What to produce:
Check every line of the entries for the string "tokio" and return the ones that contain it.

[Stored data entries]
____
/// Balance refresh: one pass over native, primary and every watched token,
/// plus the periodic auto-refresh timer.
use std::sync::Arc;
use std::time::Duration;

use tokio::sync::RwLock;
use tokio::task::JoinHandle;
use tokio::time::{Instant, MissedTickBehavior};
use tracing::{debug, info, warn};

use crate::display::{self, NATIVE_SYMBOL};
use crate::error::{Result, WatchError};
use crate::fetcher::BalanceFetcher;
use crate::registry::{TokenDescriptor, TokenRegistry};
use crate::render::{Renderer, Slot};
use crate::session::SessionContext;

/// Ends the loading indicator when dropped, on every exit path.
struct LoadingGuard<'a> {
    renderer: &'a dyn Renderer,
}

impl<'a> LoadingGuard<'a> {
    fn start(renderer: &'a dyn Renderer) -> Self {
        renderer.set_loading(true);
        Self { renderer }
    }
}

impl Drop for LoadingGuard<'_> {
    fn drop(&mut self) {
        self.renderer.set_loading(false);
    }
}

pub struct RefreshOrchestrator {
    fetcher: Arc<BalanceFetcher>,
    registry: Arc<RwLock<TokenRegistry>>,
    renderer: Arc<dyn Renderer>,
}

impl RefreshOrchestrator {
    pub fn new(
        fetcher: Arc<BalanceFetcher>,
        registry: Arc<RwLock<TokenRegistry>>,
        renderer: Arc<dyn Renderer>,
    ) -> Self {
        Self {
            fetcher,
            registry,
            renderer,
        }
    }

    pub fn fetcher(&self) -> &Arc<BalanceFetcher> {
        &self.fetcher
    }

    /// Run one full refresh for `account`.
    ///
    /// The loading indicator is raised once and cleared exactly once. A failed
    /// native fetch aborts the pass and is returned; token failures only ever
    /// affect their own slot.
    pub async fn refresh(&self, account: &str) -> Result<()> {
        let _loading = LoadingGuard::start(self.renderer.as_ref());
        debug!("refreshing balances for {account}");

        let native = match self.fetcher.fetch_native(account).await {
            Ok(native) => native,
            Err(e) => {
                warn!("native balance fetch failed: {e:#}");
                self.renderer.render(
                    Slot::Native,
                    format!("{NATIVE_SYMBOL} Balance: unavailable"),
                );
                return Err(WatchError::Network(format!(
                    "Failed to fetch {NATIVE_SYMBOL} balance: {e:#}"
                )));
            }
        };
        self.renderer
            .render(Slot::Native, display::format_balance_line(&native));

        let tokens = self.registry.read().await.snapshot();
        self.refresh_primary(account, tokens.first()).await;
        self.refresh_tokens(account, tokens).await;
        Ok(())
    }

    /// Render the primary slot from the first registry entry, or its
    /// placeholder when the registry is empty.
    pub async fn refresh_primary(&self, account: &str, primary: Option<&TokenDescriptor>) {
        let text = match primary {
            Some(token) => {
                let result = self.fetcher.fetch_token(account, token).await;
                display::format_balance_line(&result)
            }
            None => Slot::Primary.placeholder(),
        };
        self.renderer.render(Slot::Primary, text);
    }

    /// Fetch and render one token slot.
    pub async fn refresh_token(&self, account: &str, token: &TokenDescriptor) {
        let result = self.fetcher.fetch_token(account, token).await;
        self.renderer.render(
            Slot::token(&token.address),
            display::format_token_line(&token.note, &result),
        );
    }

    /// Fetch every token concurrently. Each task renders its own slot; a task
    /// that dies is logged and its slot marked unavailable.
    async fn refresh_tokens(&self, account: &str, tokens: Vec<TokenDescriptor>) {
        let mut addresses = Vec::with_capacity(tokens.len());
        let mut handles = Vec::with_capacity(tokens.len());
        for token in tokens {
            addresses.push(token.clone());
            let fetcher = self.fetcher.clone();
            let renderer = self.renderer.clone();
            let account = account.to_string();
            handles.push(tokio::spawn(async move {
                let result = fetcher.fetch_token(&account, &token).await;
                renderer.render(
                    Slot::token(&token.address),
                    display::format_token_line(&token.note, &result),
                );
            }));
        }

        let outcomes = futures::future::join_all(handles).await;
        for (token, outcome) in addresses.iter().zip(outcomes) {
            if let Err(e) = outcome {
                warn!("balance task for {} failed: {e}", token.address);
                let label = if token.note.is_empty() {
                    display::short_address(&token.address)
                } else {
                    token.note.clone()
                };
                self.renderer
                    .render(Slot::token(&token.address), format!("{label}: unavailable"));
            }
        }
    }
}

/// Periodic refresh timer. At most one is armed; arming again replaces it.
#[derive(Default)]
pub struct AutoRefresh {
    handle: Option<JoinHandle<()>>,
    interval: Option<Duration>,
}

impl AutoRefresh {
    pub fn new() -> Self {
        Self::default()
    }

    /// Arm the timer. The first tick fires one full `interval` from now.
    /// Each tick refreshes whatever account `context` holds at that moment.
    pub fn set(
        &mut self,
        interval: Duration,
        orchestrator: Arc<RefreshOrchestrator>,
        context: Arc<RwLock<SessionContext>>,
    ) {
        self.cancel();
        info!("auto-refresh every {}s", interval.as_secs());

        let handle = tokio::spawn(async move {
            let mut ticker = tokio::time::interval_at(Instant::now() + interval, interval);
            ticker.set_missed_tick_behavior(MissedTickBehavior::Delay);
            loop {
                ticker.tick().await;
                let account = context.read().await.account.clone();
                let Some(account) = account else {
                    debug!("auto-refresh tick without an account");
                    continue;
                };
                // Detached so cancelling the timer leaves an in-flight pass alone.
                let orchestrator = orchestrator.clone();
                tokio::spawn(async move {
                    if let Err(e) = orchestrator.refresh(&account).await {
                        warn!("auto-refresh failed: {e}");
                    }
                });
            }
        });
        self.handle = Some(handle);
        self.interval = Some(interval);
    }

    pub fn cancel(&mut self) {
        if let Some(handle) = self.handle.take() {
            handle.abort();
            debug!("auto-refresh cancelled");
        }
        self.interval = None;
    }

    pub fn interval(&self) -> Option<Duration> {
        self.interval
    }

    pub fn is_active(&self) -> bool {
        self.handle.is_some()
    }
}

impl Drop for AutoRefresh {
    fn drop(&mut self) {
        self.cancel();
    }
}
____
Exercise output:
use tokio::sync::RwLock;
use tokio::task::JoinHandle;
use tokio::time::{Instant, MissedTickBehavior};
            handles.push(tokio::spawn(async move {
        let handle = tokio::spawn(async move {
            let mut ticker = tokio::time::interval_at(Instant::now() + interval, interval);
                tokio::spawn(async move {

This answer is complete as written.